Directions: Copy out each line of the material that includes the word "anyhow".

Exercise inputs:
******************************

use anyhow::{Context, Result};
use serde::{Deserialize, Serialize};
use std::path::{Path, PathBuf};

use crate::device::PanelInfo;

/// Application configuration
#[derive(Debug, Clone, Default, PartialEq, Serialize, Deserialize)]
#[serde(default)]
pub struct Config {
    pub panel: PanelConfig,
    pub surface: SurfaceSettings,
}

impl Config {
    /// Load configuration from file or create default
    pub fn load() -> Result<Self> {
        let config_path = Self::config_path()?;

        if config_path.exists() {
            Self::load_from(&config_path)
        } else {
            // Create default config
            let config = Config::default();
            config.save_to(&config_path)?;
            Ok(config)
        }
    }

    pub fn load_from(path: &Path) -> Result<Self> {
        let contents = std::fs::read_to_string(path)
            .with_context(|| format!("reading {}", path.display()))?;
        Self::from_toml_str(&contents).with_context(|| format!("parsing {}", path.display()))
    }

    pub fn from_toml_str(contents: &str) -> Result<Self> {
        Ok(toml::from_str(contents)?)
    }

    /// Save configuration to file
    pub fn save_to(&self, path: &Path) -> Result<()> {
        if let Some(parent) = path.parent() {
            std::fs::create_dir_all(parent)?;
        }

        let contents = toml::to_string_pretty(self)?;
        std::fs::write(path, contents)?;
        Ok(())
    }

    /// Get config file path
    pub fn config_path() -> Result<PathBuf> {
        let home = std::env::var("HOME")?;
        Ok(PathBuf::from(home).join(".config/xkeys-surface/config.toml"))
    }
}

/// Description of the panel driven by the simulator
#[derive(Debug, Clone, PartialEq, Eq, Serialize, Deserialize)]
#[serde(default)]
pub struct PanelConfig {
    /// Model name shown to the host
    pub name: String,
    pub rows: u32,
    pub columns: u32,
    pub jog: bool,
    pub shuttle: bool,
    pub joystick: bool,
    pub tbar: bool,
}

impl Default for PanelConfig {
    fn default() -> Self {
        Self {
            name: "XK-32".to_string(),
            rows: 4,
            columns: 8,
            jog: false,
            shuttle: false,
            joystick: false,
            tbar: false,
        }
    }
}

impl PanelConfig {
    pub fn info(&self) -> PanelInfo {
        PanelInfo {
            name: self.name.clone(),
            row_count: self.rows,
            col_count: self.columns,
            has_jog: self.jog,
            has_shuttle: self.shuttle,
            has_joystick: self.joystick,
            has_tbar: self.tbar,
        }
    }
}

/// Surface settings applied at startup
#[derive(Debug, Clone, PartialEq, Eq, Serialize, Deserialize)]
#[serde(default)]
pub struct SurfaceSettings {
    /// Backlight brightness (0-100)
    pub brightness: u8,
    pub illuminate_pressed: bool,
}

impl Default for SurfaceSettings {
    fn default() -> Self {
        Self {
            brightness: 100,
            illuminate_pressed: true,
        }
    }
}

impl SurfaceSettings {
    pub fn surface_config(&self) -> SurfaceConfig {
        SurfaceConfig {
            illuminate_pressed: self.illuminate_pressed,
        }
    }
}

/// Config fields the host replays through `reconfigure`
///
/// Hosts send a loose map; a missing field keeps its default.
#[derive(Debug, Clone, Copy, PartialEq, Eq, Serialize, Deserialize)]
#[serde(default)]
pub struct SurfaceConfig {
    pub illuminate_pressed: bool,
}

impl Default for SurfaceConfig {
    fn default() -> Self {
        Self {
            illuminate_pressed: true,
        }
    }
}
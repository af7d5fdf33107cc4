//! Boundary with the panel transport
//!
//! The HID layer is not part of this crate. It hands the surface a
//! [`PanelHardware`] for output and an [`EventSubscription`] for input.

use std::time::Duration;

use serde::{Deserialize, Serialize};
use tokio::sync::mpsc;

use super::buttons::{ButtonMetadata, DeviceIndex, LogicalPosition};
use crate::display::color::{ButtonColor, RgbColor};
use crate::error::HardwareError;

/// Indicator LED lit while any key is held
pub const PRESS_INDICATOR_LED: u8 = 1;

/// Backlight forced onto a held key when pressed illumination is on
pub const PRESSED_ALERT_COLOR: RgbColor = RgbColor::RED;

/// Intensity of the pressed channel when pressed illumination is on
pub const FULL_INTENSITY: u8 = 255;

/// Delay before a jog pulse is returned to zero
pub const JOG_RESET_DELAY: Duration = Duration::from_millis(20);

/// Static description of an attached panel
#[derive(Debug, Clone, PartialEq, Eq, Serialize, Deserialize)]
pub struct PanelInfo {
    /// Model name, for display only
    pub name: String,
    pub row_count: u32,
    pub col_count: u32,
    #[serde(default)]
    pub has_jog: bool,
    #[serde(default)]
    pub has_shuttle: bool,
    #[serde(default)]
    pub has_joystick: bool,
    #[serde(default)]
    pub has_tbar: bool,
}

impl PanelInfo {
    pub fn button_count(&self) -> u32 {
        self.row_count * self.col_count
    }

    pub fn contains(&self, pos: LogicalPosition) -> bool {
        pos.row < self.row_count && pos.column < self.col_count
    }

    /// Native index of an in-bounds position
    pub fn device_index(&self, pos: LogicalPosition) -> Option<DeviceIndex> {
        self.contains(pos)
            .then(|| pos.to_device_index(self.row_count))
    }

    /// All native key indices, in device order
    pub fn device_indices(&self) -> impl Iterator<Item = DeviceIndex> {
        (1..=self.button_count()).map(DeviceIndex)
    }
}

/// Output side of the panel transport
///
/// Writes are synchronous and best-effort; callers decide whether a failure
/// matters.
pub trait PanelHardware {
    fn info(&self) -> &PanelInfo;

    fn set_backlight(&mut self, index: DeviceIndex, color: ButtonColor)
        -> Result<(), HardwareError>;

    /// Intensity for unpressed and pressed keys (0-255 each)
    fn set_backlight_intensity(&mut self, unpressed: u8, pressed: u8)
        -> Result<(), HardwareError>;

    fn set_indicator_led(&mut self, led: u8, on: bool) -> Result<(), HardwareError>;

    /// Release the transport handle
    fn close(&mut self) -> Result<(), HardwareError>;
}

/// Joystick reading
#[derive(Debug, Clone, Copy, PartialEq, Eq)]
pub struct JoystickPosition {
    pub x: i32,
    pub y: i32,
    pub z: i32,
}

/// Input events from the panel
#[derive(Debug, Clone, PartialEq)]
pub enum PanelEvent {
    ButtonDown {
        index: DeviceIndex,
        metadata: ButtonMetadata,
    },
    ButtonUp {
        index: DeviceIndex,
        metadata: ButtonMetadata,
    },
    /// Relative rotation since the last report
    Jog { control: u8, delta: i32 },
    /// Absolute shuttle ring position, -7..=7
    Shuttle { control: u8, position: i32 },
    Joystick {
        control: u8,
        position: JoystickPosition,
    },
    /// Absolute T-bar position, 0..=255
    Tbar { control: u8, position: i32 },
    Error(String),
    Disconnected,
}

/// Transport side of the event channel
#[derive(Debug, Clone)]
pub struct PanelEventSender {
    tx: mpsc::UnboundedSender<PanelEvent>,
}

impl PanelEventSender {
    /// Returns false once the surface has unsubscribed
    pub fn send(&self, event: PanelEvent) -> bool {
        self.tx.send(event).is_ok()
    }

    pub fn is_subscribed(&self) -> bool {
        !self.tx.is_closed()
    }
}

/// Surface side of the event channel
///
/// Dropping or [`unsubscribe`](Self::unsubscribe)-ing it stops delivery.
#[derive(Debug)]
pub struct EventSubscription {
    rx: mpsc::UnboundedReceiver<PanelEvent>,
}

impl EventSubscription {
    pub async fn recv(&mut self) -> Option<PanelEvent> {
        self.rx.recv().await
    }

    pub fn try_recv(&mut self) -> Option<PanelEvent> {
        self.rx.try_recv().ok()
    }

    pub fn unsubscribe(mut self) {
        self.rx.close();
    }
}

pub fn event_channel() -> (PanelEventSender, EventSubscription) {
    let (tx, rx) = mpsc::unbounded_channel();
    (PanelEventSender { tx }, EventSubscription { rx })
}

#[cfg(test)]
mod tests {
    use super::*;

    fn info() -> PanelInfo {
        PanelInfo {
            name: "XK-24".to_string(),
            row_count: 6,
            col_count: 4,
            has_jog: false,
            has_shuttle: false,
            has_joystick: false,
            has_tbar: false,
        }
    }

    #[test]
    fn test_bounds() {
        let info = info();
        assert!(info.contains(LogicalPosition::new(5, 3)));
        assert!(!info.contains(LogicalPosition::new(6, 0)));
        assert!(!info.contains(LogicalPosition::new(0, 4)));
        assert_eq!(info.device_index(LogicalPosition::new(0, 9999)), None);
        assert_eq!(
            info.device_index(LogicalPosition::new(5, 3)),
            Some(DeviceIndex(24))
        );
    }

    #[test]
    fn test_device_indices_cover_panel() {
        let indices: Vec<_> = info().device_indices().collect();
        assert_eq!(indices.len(), 24);
        assert_eq!(indices.first(), Some(&DeviceIndex(1)));
        assert_eq!(indices.last(), Some(&DeviceIndex(24)));
    }

    #[test]
    fn test_unsubscribe_stops_delivery() {
        let (tx, sub) = event_channel();
        assert!(tx.send(PanelEvent::Disconnected));
        sub.unsubscribe();
        assert!(!tx.is_subscribed());
        assert!(!tx.send(PanelEvent::Disconnected));
    }
}
mod buttons;
pub mod capabilities;
mod manager;
mod protocol;
pub mod virtual_panel;

pub use buttons::*;
pub use capabilities::{AuxChannel, Capabilities, ChannelDirection};
pub use manager::SurfaceManager;
pub use protocol::*;
pub use virtual_panel::{HardwareOp, PanelLog, VirtualPanel};
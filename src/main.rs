use anyhow::{anyhow, bail, Context, Result};
use clap::{Parser, Subcommand};
use std::path::PathBuf;
use std::sync::Arc;
use tokio::io::{AsyncBufReadExt, BufReader};
use tokio::signal;
use tracing::info;
use tracing_subscriber::{layer::SubscriberExt, util::SubscriberInitExt, EnvFilter};

use xkeys_surface::{
    config::{Config, SurfaceConfig},
    device::{
        event_channel, ButtonMetadata, DeviceIndex, JoystickPosition, LogicalPosition,
        PanelEvent, PanelHardware, PanelInfo, VirtualPanel, JOG_RESET_DELAY,
    },
    error::DetachReason,
    host::SurfaceHost,
    schema, XkeysSurface,
};

#[derive(Parser, Debug)]
#[command(name = "xkeys-surface")]
#[command(about = "Surface adapter for X-keys backlit button panels")]
#[command(version)]
struct Cli {
    /// Config file (defaults to ~/.config/xkeys-surface/config.toml)
    #[arg(long, value_name = "PATH", global = true)]
    config: Option<PathBuf>,

    #[command(subcommand)]
    command: Command,
}

#[derive(Subcommand, Debug)]
enum Command {
    /// Print the layout, variables and config fields registered for the panel
    Schema,
    /// Drive a virtual panel from commands on stdin
    Simulate,
}

#[tokio::main]
async fn main() -> Result<()> {
    // Initialize logging
    tracing_subscriber::registry()
        .with(EnvFilter::try_from_default_env().unwrap_or_else(|_| EnvFilter::new("info")))
        .with(tracing_subscriber::fmt::layer().with_writer(std::io::stderr))
        .init();

    let cli = Cli::parse();

    let config = match &cli.config {
        Some(path) => Config::load_from(path)?,
        None => Config::load()?,
    };

    match cli.command {
        Command::Schema => print_schema(&config.panel.info()),
        Command::Simulate => simulate(config).await,
    }
}

fn print_schema(info: &PanelInfo) -> Result<()> {
    let props = schema::register_props(info);
    println!("{}", serde_json::to_string_pretty(&props)?);
    Ok(())
}

/// Host that prints every notification
struct ConsoleHost;

impl SurfaceHost for ConsoleHost {
    fn key_down(&self, control_id: &str) {
        println!("key down  {}", control_id);
    }

    fn key_up(&self, control_id: &str) {
        println!("key up    {}", control_id);
    }

    fn push_channel_value(&self, channel: &str, value: i32) {
        println!("variable  {} = {}", channel, value);
    }

    fn detach(&self, reason: DetachReason) {
        println!("detached  {}", reason);
    }
}

async fn simulate(config: Config) -> Result<()> {
    let info = config.panel.info();
    let panel = VirtualPanel::new(info.clone());
    let (events, subscription) = event_channel();

    let mut surface =
        XkeysSurface::new("xkeys:virtual", panel, subscription, Arc::new(ConsoleHost));
    surface.initialize().await;
    surface.reconfigure(config.surface.surface_config()).await;
    surface.set_brightness(config.surface.brightness).await;

    info!("Simulating {} ({}x{})", surface.product_name(), info.row_count, info.col_count);

    let mut lines = BufReader::new(tokio::io::stdin()).lines();

    while surface.is_attached() {
        let line = tokio::select! {
            line = lines.next_line() => line?,
            _ = signal::ctrl_c() => {
                info!("Received Ctrl+C, shutting down...");
                None
            }
        };
        let Some(line) = line else { break };

        match parse_command(&line, &info) {
            Ok(Some(SimCommand::Panel(event))) => {
                events.send(event);
                surface.pump();
            }
            Ok(Some(SimCommand::Draw { control_id, color })) => {
                surface.draw_str(&control_id, &color);
            }
            Ok(Some(SimCommand::Brightness(percent))) => surface.set_brightness(percent).await,
            Ok(Some(SimCommand::Illuminate(illuminate_pressed))) => {
                surface.reconfigure(SurfaceConfig { illuminate_pressed }).await;
            }
            Ok(Some(SimCommand::Quit)) => break,
            Ok(None) => {}
            Err(e) => eprintln!("error: {:#}", e),
        }
    }

    finish(surface).await;
    Ok(())
}

/// Let pending jog resets reach the host, then shut the surface down
async fn finish<H: PanelHardware>(mut surface: XkeysSurface<H>) {
    tokio::time::sleep(JOG_RESET_DELAY * 2).await;
    surface.shutdown().await;
}

#[derive(Debug, PartialEq)]
enum SimCommand {
    Panel(PanelEvent),
    Draw { control_id: String, color: String },
    Brightness(u8),
    Illuminate(bool),
    Quit,
}

/// Parse one simulator line; blank lines and `#` comments yield `None`
fn parse_command(line: &str, info: &PanelInfo) -> Result<Option<SimCommand>> {
    let words: Vec<&str> = line.split_whitespace().collect();
    let Some((&name, args)) = words.split_first() else {
        return Ok(None);
    };
    if name.starts_with('#') {
        return Ok(None);
    }

    let command = match name {
        "down" | "up" => {
            let metadata = ButtonMetadata {
                row: arg(name, args, 0)?.parse().context("bad row")?,
                col: arg(name, args, 1)?.parse().context("bad column")?,
            };
            if metadata.row == 0 || metadata.col == 0 {
                bail!("{}: rows and columns start at 1", name);
            }
            let index = info
                .device_index(LogicalPosition::from_metadata(metadata))
                .ok_or_else(|| anyhow!("{}: no such button", name))?;
            SimCommand::Panel(button_event(name == "down", index, metadata))
        }
        "jog" => SimCommand::Panel(PanelEvent::Jog {
            control: 0,
            delta: int(name, args, 0)?,
        }),
        "shuttle" => SimCommand::Panel(PanelEvent::Shuttle {
            control: 0,
            position: int(name, args, 0)?,
        }),
        "tbar" => SimCommand::Panel(PanelEvent::Tbar {
            control: 0,
            position: int(name, args, 0)?,
        }),
        "joystick" => SimCommand::Panel(PanelEvent::Joystick {
            control: 0,
            position: JoystickPosition {
                x: int(name, args, 0)?,
                y: int(name, args, 1)?,
                z: int(name, args, 2)?,
            },
        }),
        "error" => SimCommand::Panel(PanelEvent::Error(args.join(" "))),
        "disconnect" => SimCommand::Panel(PanelEvent::Disconnected),
        "draw" => SimCommand::Draw {
            control_id: arg(name, args, 0)?.to_string(),
            color: arg(name, args, 1)?.to_string(),
        },
        "brightness" => {
            SimCommand::Brightness(arg(name, args, 0)?.parse().context("bad brightness")?)
        }
        "illuminate" => SimCommand::Illuminate(match arg(name, args, 0)? {
            "on" => true,
            "off" => false,
            other => bail!("illuminate: expected on or off, got {:?}", other),
        }),
        "quit" | "exit" => SimCommand::Quit,
        other => bail!("unknown command {:?}", other),
    };

    Ok(Some(command))
}

fn arg<'a>(name: &str, args: &[&'a str], i: usize) -> Result<&'a str> {
    args.get(i)
        .copied()
        .ok_or_else(|| anyhow!("{}: missing argument {}", name, i + 1))
}

fn int(name: &str, args: &[&str], i: usize) -> Result<i32> {
    let s = arg(name, args, i)?;
    s.parse()
        .with_context(|| format!("{}: bad number {:?}", name, s))
}

fn button_event(down: bool, index: DeviceIndex, metadata: ButtonMetadata) -> PanelEvent {
    if down {
        PanelEvent::ButtonDown { index, metadata }
    } else {
        PanelEvent::ButtonUp { index, metadata }
    }
}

******************************

Worked solution:
use anyhow::{Context, Result};
use anyhow::{anyhow, bail, Context, Result};
                .ok_or_else(|| anyhow!("{}: no such button", name))?;
        .ok_or_else(|| anyhow!("{}: missing argument {}", name, i + 1))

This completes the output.